Directions for this task ::
Among the entries that follow, how many lines contain the string "credit"? Write the number alone.

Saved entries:
--------

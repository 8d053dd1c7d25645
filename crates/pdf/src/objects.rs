//! Small helpers for walking lopdf object graphs.

use lopdf::{Dictionary, Document, Object, ObjectId};

/// Follows indirect references (bounded, to survive reference cycles).
pub(crate) fn resolve<'a>(doc: &'a Document, obj: &'a Object) -> &'a Object {
    let mut current = obj;
    for _ in 0..8 {
        match current {
            Object::Reference(id) => match doc.get_object(*id) {
                Ok(next) => current = next,
                Err(_) => return current,
            },
            _ => return current,
        }
    }
    current
}

pub(crate) fn number(obj: &Object) -> Option<f64> {
    match obj {
        Object::Integer(i) => Some(*i as f64),
        Object::Real(r) => Some(*r as f64),
        _ => None,
    }
}

pub(crate) fn dict<'a>(doc: &'a Document, obj: &'a Object) -> Option<&'a Dictionary> {
    match resolve(doc, obj) {
        Object::Dictionary(d) => Some(d),
        Object::Stream(s) => Some(&s.dict),
        _ => None,
    }
}

pub(crate) fn array<'a>(doc: &'a Document, obj: &'a Object) -> Option<&'a Vec<Object>> {
    match resolve(doc, obj) {
        Object::Array(items) => Some(items),
        _ => None,
    }
}

pub(crate) fn get<'a>(doc: &'a Document, d: &'a Dictionary, key: &[u8]) -> Option<&'a Object> {
    d.get(key).ok().map(|o| resolve(doc, o))
}

pub(crate) fn get_number(doc: &Document, d: &Dictionary, key: &[u8]) -> Option<f64> {
    get(doc, d, key).and_then(number)
}

pub(crate) fn get_dict<'a>(doc: &'a Document, d: &'a Dictionary, key: &[u8]) -> Option<&'a Dictionary> {
    d.get(key).ok().and_then(|o| dict(doc, o))
}

pub(crate) fn name(obj: &Object) -> Option<&[u8]> {
    match obj {
        Object::Name(n) => Some(n.as_slice()),
        _ => None,
    }
}

/// Looks up a page attribute, walking `/Parent` for inheritable keys
/// (`/Resources`, `/MediaBox`, `/CropBox`).
pub(crate) fn inherited<'a>(doc: &'a Document, page_id: ObjectId, key: &[u8]) -> Option<&'a Object> {
    let mut current = doc.get_dictionary(page_id).ok()?;
    for _ in 0..32 {
        if let Some(value) = get(doc, current, key) {
            return Some(value);
        }
        current = get_dict(doc, current, b"Parent")?;
    }
    None
}

/// Maps between PDF user space (origin bottom-left) and page space
/// (origin top-left of the visible box, y downward).
#[derive(Debug, Clone, Copy, PartialEq)]
pub(crate) struct PageFrame {
    pub left: f64,
    pub top: f64,
}

impl PageFrame {
    const LETTER: [f64; 4] = [0.0, 0.0, 612.0, 792.0];

    pub fn of(doc: &Document, page_id: ObjectId) -> Self {
        let rect = inherited(doc, page_id, b"CropBox")
            .and_then(|o| rect(doc, o))
            .or_else(|| inherited(doc, page_id, b"MediaBox").and_then(|o| rect(doc, o)))
            .unwrap_or(Self::LETTER);
        PageFrame {
            left: rect[0].min(rect[2]),
            top: rect[1].max(rect[3]),
        }
    }

    pub fn to_page_space(&self, x: f64, y: f64) -> (f64, f64) {
        (x - self.left, self.top - y)
    }

    pub fn to_pdf_space(&self, x: f64, y: f64) -> (f64, f64) {
        (x + self.left, self.top - y)
    }
}

fn rect(doc: &Document, obj: &Object) -> Option<[f64; 4]> {
    let items = array(doc, obj)?;
    if items.len() != 4 {
        return None;
    }
    let mut out = [0.0; 4];
    for (slot, item) in out.iter_mut().zip(items) {
        *slot = number(resolve(doc, item))?;
    }
    Some(out)
}

#[cfg(test)]
mod tests {
    use super::*;
    use lopdf::dictionary;

    #[test]
    fn frame_round_trips_coordinates() {
        let frame = PageFrame { left: 10.0, top: 800.0 };
        let (x, y) = frame.to_page_space(110.0, 700.0);
        assert_eq!((x, y), (100.0, 100.0));
        assert_eq!(frame.to_pdf_space(x, y), (110.0, 700.0));
    }

    #[test]
    fn media_box_is_inherited_from_parent() {
        let mut doc = Document::with_version("1.5");
        let pages_id = doc.new_object_id();
        let page_id = doc.add_object(dictionary! {
            "Type" => "Page",
            "Parent" => pages_id,
        });
        doc.objects.insert(
            pages_id,
            Object::Dictionary(dictionary! {
                "Type" => "Pages",
                "Kids" => vec![page_id.into()],
                "Count" => 1,
                "MediaBox" => vec![0.into(), 0.into(), 595.into(), 842.into()],
            }),
        );
        let frame = PageFrame::of(&doc, page_id);
        assert_eq!(frame, PageFrame { left: 0.0, top: 842.0 });
    }

    #[test]
    fn missing_media_box_defaults_to_letter() {
        let mut doc = Document::with_version("1.5");
        let page_id = doc.add_object(dictionary! { "Type" => "Page" });
        assert_eq!(PageFrame::of(&doc, page_id).top, 792.0);
    }

    #[test]
    fn number_accepts_integer_and_real() {
        assert_eq!(number(&Object::Integer(3)), Some(3.0));
        assert_eq!(number(&Object::Real(1.5)), Some(1.5));
        assert_eq!(number(&Object::Null), None);
    }
}
use std::fs::File;
use std::io::{self, Write};
use std::path::{Path, PathBuf};
use std::sync::OnceLock;

use folio_core::{ExtractionSettings, Ledger, Transaction};
use regex::Regex;
use serde::Serialize;
use thiserror::Error;

pub const LEDGER_FILE: &str = "operations.csv";
pub const ARTIFACT_DIR: &str = "documents";

const CSV_HEADER: [&str; 4] = ["date", "merchant", "amount", "page"];
const UTF8_BOM: &[u8] = b"\xEF\xBB\xBF";

#[derive(Debug, Error)]
pub enum ExportError {
    #[error("IO error: {0}")]
    Io(#[from] io::Error),
    #[error("CSV error: {0}")]
    Csv(#[from] csv::Error),
}

#[derive(Serialize)]
struct LedgerRow<'a> {
    date: &'a str,
    merchant: &'a str,
    amount: String,
    page: u32,
}

/// Writes the ledger as a BOM-prefixed UTF-8 CSV, replacing any previous file.
///
/// The header is written even when the ledger is empty.
pub fn write_ledger_csv(path: &Path, ledger: &Ledger) -> Result<(), ExportError> {
    let mut file = File::create(path)?;
    file.write_all(UTF8_BOM)?;

    let mut writer = csv::WriterBuilder::new()
        .has_headers(false)
        .terminator(csv::Terminator::Any(b'\n'))
        .from_writer(file);
    writer.write_record(CSV_HEADER)?;
    for tx in ledger.transactions() {
        writer.serialize(LedgerRow {
            date: &tx.date,
            merchant: &tx.merchant,
            amount: tx.amount.to_string(),
            page: tx.page,
        })?;
    }
    writer.flush()?;
    Ok(())
}

// ── File naming ──────────────────────────────────────────────────────────────

fn re_unsafe() -> &'static Regex {
    static R: OnceLock<Regex> = OnceLock::new();
    R.get_or_init(|| Regex::new(r"[^\w\-_. ]").expect("invalid regex"))
}

fn truncate_chars(text: &str, max_chars: usize) -> String {
    text.chars().take(max_chars).collect()
}

/// Replaces characters unsafe in file names with `_`, trims and truncates.
pub fn sanitize(text: &str, max_chars: usize) -> String {
    let replaced = re_unsafe().replace_all(text, "_");
    truncate_chars(replaced.trim(), max_chars)
}

/// `<date>_<merchant>_<amount>.<extension>` with the amount's `.` as `_`.
pub fn artifact_file_name(tx: &Transaction, settings: &ExtractionSettings, extension: &str) -> String {
    let date = sanitize(&tx.date, settings.filename_max_chars);
    let merchant = truncate_chars(
        &sanitize(&tx.merchant, settings.filename_max_chars),
        settings.merchant_max_chars,
    );
    let amount = tx.amount.to_string().replace('.', "_");
    format!("{date}_{merchant}_{amount}.{extension}")
}

/// First free path for `file_name` in `dir`, appending `_(2)`, `_(3)`, ...
///
/// Check-then-write: concurrent writers into one directory are not coordinated.
pub fn unique_path(dir: &Path, file_name: &str) -> PathBuf {
    let candidate = dir.join(file_name);
    if !candidate.exists() {
        return candidate;
    }

    let name = Path::new(file_name);
    let stem = name
        .file_stem()
        .map(|s| s.to_string_lossy().into_owned())
        .unwrap_or_default();
    let extension = name.extension().map(|e| e.to_string_lossy().into_owned());

    (2u32..)
        .map(|n| match &extension {
            Some(ext) => dir.join(format!("{stem}_({n}).{ext}")),
            None => dir.join(format!("{stem}_({n})")),
        })
        .find(|path| !path.exists())
        .unwrap_or(candidate)
}

#[cfg(test)]
mod tests {
    use super::*;
    use folio_core::{Amount, BoundingBox};
    use std::str::FromStr;

    fn tx(date: &str, merchant: &str, amount: &str, page: u32) -> Transaction {
        Transaction::new(
            page,
            date,
            merchant,
            Amount::from_str(amount).unwrap(),
            BoundingBox::new(10.0, 10.0, 100.0, 20.0),
        )
        .unwrap()
    }

    fn read(path: &Path) -> Vec<u8> {
        std::fs::read(path).unwrap()
    }

    // ── CSV ──────────────────────────────────────────────────────────────────

    #[test]
    fn csv_has_bom_header_and_rows_in_order() {
        let dir = tempfile::tempdir().unwrap();
        let path = dir.path().join(LEDGER_FILE);
        let ledger = Ledger::new(vec![
            tx("03/02/2024", "SUPERMERCADO XYZ", "1234.56", 1),
            tx("05.02.24", "REFUND, STORE", "-45.00", 2),
        ]);
        write_ledger_csv(&path, &ledger).unwrap();

        let bytes = read(&path);
        assert!(bytes.starts_with(UTF8_BOM));
        let text = String::from_utf8(bytes[UTF8_BOM.len()..].to_vec()).unwrap();
        assert_eq!(
            text,
            "date,merchant,amount,page\n\
             03/02/2024,SUPERMERCADO XYZ,1234.56,1\n\
             05.02.24,\"REFUND, STORE\",-45.00,2\n"
        );
    }

    #[test]
    fn empty_ledger_still_gets_a_header() {
        let dir = tempfile::tempdir().unwrap();
        let path = dir.path().join(LEDGER_FILE);
        write_ledger_csv(&path, &Ledger::default()).unwrap();
        assert_eq!(read(&path), b"\xEF\xBB\xBFdate,merchant,amount,page\n");
    }

    #[test]
    fn csv_is_overwritten_not_appended() {
        let dir = tempfile::tempdir().unwrap();
        let path = dir.path().join(LEDGER_FILE);
        let ledger = Ledger::new(vec![tx("01/02/2024", "A", "1.00", 1)]);
        write_ledger_csv(&path, &ledger).unwrap();
        let first = read(&path);
        write_ledger_csv(&path, &ledger).unwrap();
        assert_eq!(read(&path), first);
    }

    #[test]
    fn csv_into_missing_directory_fails() {
        let dir = tempfile::tempdir().unwrap();
        let path = dir.path().join("nope").join(LEDGER_FILE);
        assert!(matches!(
            write_ledger_csv(&path, &Ledger::default()),
            Err(ExportError::Io(_))
        ));
    }

    // ── Names ────────────────────────────────────────────────────────────────

    #[test]
    fn sanitize_replaces_unsafe_characters() {
        assert_eq!(sanitize("03/02/2024", 80), "03_02_2024");
        assert_eq!(sanitize("  CAFÉ & BAR*  ", 80), "CAFÉ _ BAR_");
        assert_eq!(sanitize("a.b-c_d e", 80), "a.b-c_d e");
        assert_eq!(sanitize("abcdef", 3), "abc");
    }

    #[test]
    fn artifact_name_combines_fields() {
        let settings = ExtractionSettings::default();
        let t = tx("03/02/2024", "SUPERMERCADO XYZ", "1234.56", 1);
        assert_eq!(
            artifact_file_name(&t, &settings, "pdf"),
            "03_02_2024_SUPERMERCADO XYZ_1234_56.pdf"
        );
        let credit = tx("05.02.24", "REFUND", "-45.00", 1);
        assert_eq!(artifact_file_name(&credit, &settings, "pdf"), "05.02.24_REFUND_-45_00.pdf");
    }

    #[test]
    fn merchant_part_is_capped() {
        let settings = ExtractionSettings::default();
        let long = "M".repeat(100);
        let name = artifact_file_name(&tx("01/02/2024", &long, "1.00", 1), &settings, "pdf");
        assert_eq!(name, format!("01_02_2024_{}_1_00.pdf", "M".repeat(40)));
    }

    #[test]
    fn collisions_get_numbered_suffixes() {
        let dir = tempfile::tempdir().unwrap();
        let first = unique_path(dir.path(), "name.pdf");
        assert_eq!(first, dir.path().join("name.pdf"));
        std::fs::write(&first, b"x").unwrap();

        let second = unique_path(dir.path(), "name.pdf");
        assert_eq!(second, dir.path().join("name_(2).pdf"));
        std::fs::write(&second, b"x").unwrap();

        assert_eq!(unique_path(dir.path(), "name.pdf"), dir.path().join("name_(3).pdf"));
    }
}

--------

Response area ::
2